How to Pass a Technical Due Diligence Without Rewriting Your Stack
Investors are about to look under the hood. Here's the founder prep guide I wish every startup had before the DD call — what to fix, what to document, and what to stop worrying about.
A founder called me in a panic last quarter. Their Series A was contingent on passing a technical due diligence, and the investor's assessor had sent over a 60-item checklist. The founder had two weeks. Their codebase was a typical seed-stage product — functional, shipping, and messy in the ways all early codebases are. They were convinced they needed a rewrite.
They did not need a rewrite. They needed two weeks of focused preparation. We prioritized the items that assessors actually care about, fixed the things that were fixable in the timeline, documented the things that were not, and framed the technical debt as a conscious product of shipping speed. They passed. The investors funded.
This is the prep guide I have used across a dozen DD preparations. The goal is not to pretend your codebase is perfect. The goal is to demonstrate that your technical team is competent, aware of the tradeoffs they have made, and capable of scaling.
What assessors actually look for
I do technical due diligence for investors (I wrote about the full framework in inside a technical due diligence), so I know what the other side of the table cares about. It is not what most founders expect.

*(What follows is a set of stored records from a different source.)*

//! # runkit
//!
//! **Runkit** is a process-lifecycle kernel for service binaries.
//!
//! It runs a set of independently blocking components (network listeners,
//! background workers) until the first one terminates or the process is asked
//! to stop, then releases every component's resources within a bounded time.
//! Alongside it ships a structured error taxonomy so that one error, wrapped
//! on its way up through the call layers, can be logged once at the boundary.
//!
//! ## Architecture
//! ### Overview
//! ```text
//!     ┌──────────────┐   ┌──────────────┐   ┌──────────────┐
//!     │   Runnable   │   │   Runnable   │   │   Runnable   │
//!     │ (+ Closer?)  │   │ (+ Closer?)  │   │ (+ Closer?)  │
//!     └──────┬───────┘   └──────┬───────┘   └──────┬───────┘
//!            ▼                  ▼                  ▼
//! ┌───────────────────────────────────────────────────────────────────┐
//! │  Supervisor (process lifecycle)                                   │
//! │  - state: Idle → Running → Draining → Stopped                     │
//! │  - completion channel (first terminal event wins)                 │
//! │  - signal listener (SIGINT / SIGTERM)                             │
//! │  - runtime CancellationToken (child per runnable)                 │
//! └──────┬──────────────────────────────────────────────────┬────────┘
//!        │ publishes Events                                 │ drain
//!        ▼                                                  ▼
//! ┌──────────────────────────────┐        ┌──────────────────────────┐
//! │ Bus (broadcast channel)      │        │ JoinSet of closer tasks  │
//! └──────┬───────────────────────┘        │ bounded by close timeout │
//!        ▼                                └──────────────────────────┘
//!   subscriber listener ──► SubscriberSet ──► LogWriter (tracing), custom sinks
//! ```
//!
//! ### Lifecycle
//! ```text
//! register(Some(runnable)) ...
//! run()
//!   ├─► every runnable: run(token) ──┐
//!   ├─► signal listener ─────────────┼──► first terminal event
//!   │                                ▼
//!   ├─► cancel runtime token
//!   ├─► drain: every Closer concurrently, wait ≤ max(close_timeout, 10s)
//!   │       ├─ all returned ─► DrainCompleted
//!   │       └─ timeout      ─► DrainTimedOut { stuck }
//!   └─► return the first terminal event, unmodified
//! ```
//!
//! ## Features
//! | Area              | Description                                                        | Key types / traits                          |
//! |-------------------|--------------------------------------------------------------------|---------------------------------------------|
//! | **Supervision**   | Race runnables against OS signals, then drain closers.             | [`Supervisor`], [`SupervisorState`]         |
//! | **Components**    | Blocking entry point plus optional release capability.             | [`Runnable`], [`Closer`], [`RunnableFn`], [`CloserSet`] |
//! | **Errors**        | Classified, chain-walkable errors with kind and level.            | [`Error`], [`Kind`], [`Level`], [`RuntimeError`] |
//! | **Taxonomy**      | Kind → description, RPC code, HTTP status; trail and fields.       | [`Classification`], [`operation_trail`], [`collected_fields`] |
//! | **Subscriber API**| Hook into lifecycle events (logging, metrics, custom sinks).       | [`Subscribe`], [`LogWriter`]                |
//! | **Configuration** | Close timeout, bus capacity, environment lookup.                   | [`SupervisorConfig`], [`get_env`]           |
//!
//! ## Example
//! ```rust,no_run
//! use std::sync::Arc;
//! use tokio_util::sync::CancellationToken;
//! use runkit::{Error, LogWriter, RunnableFn, Subscribe, Supervisor, SupervisorConfig, report};
//!
//! #[tokio::main(flavor = "current_thread")]
//! async fn main() -> Result<(), Error> {
//!     let cfg = SupervisorConfig::from_env()?;
//!     let subs: Vec<Arc<dyn Subscribe>> = vec![Arc::new(LogWriter::new())];
//!     let mut sup = Supervisor::builder(cfg).with_subscribers(subs).build();
//!
//!     sup.register(Some(
//!         RunnableFn::new("http", |ctx: CancellationToken| async move {
//!             ctx.cancelled().await;
//!             Ok::<_, Error>(())
//!         })
//!         .with_close(|| async { Ok(()) })
//!         .into_arc(),
//!     ));
//!
//!     if let Err(err) = sup.run().await {
//!         report::log_error(&err);
//!         return Err(err);
//!     }
//!     Ok(())
//! }
//! ```
mod core;
mod env;
mod error;
mod events;
mod runnables;
mod subscribers;
pub mod taxonomy;

#[cfg(test)]
mod test_util;

// ---- Public re-exports ----

pub use self::core::{
    ENV_BUS_CAPACITY, ENV_CLOSE_TIMEOUT, MIN_CLOSE_TIMEOUT, Supervisor, SupervisorBuilder,
    SupervisorConfig, SupervisorState,
};
pub use env::get_env;
pub use error::RuntimeError;
pub use events::{Bus, Event, EventKind};
pub use runnables::{CloseFn, Closer, CloserSet, Runnable, RunnableFn, RunnableRef};
pub use subscribers::{LogWriter, Subscribe, SubscriberSet};
pub use taxonomy::{
    BoxError, Cause, Classification, Error, ErrorBuilder, Field, Kind, Level, Op,
    collected_fields, operation_trail, report,
};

They are not looking for perfect code. Every seed-stage codebase has rough edges. Assessors know this. What they are looking for is whether the team knows where the rough edges are and has a plan to address them.
They are looking for engineering competence. Can the team ship reliably? Is there CI/CD? Are there tests? Is the deployment process documented? These are proxies for whether the team can execute at the next stage.
They are looking for scaling risks. Is there anything in the architecture that will break at 10x the current load? Is the database schema sane? Are there single points of failure? The assessor is trying to estimate the cost of scaling, not the quality of the current code.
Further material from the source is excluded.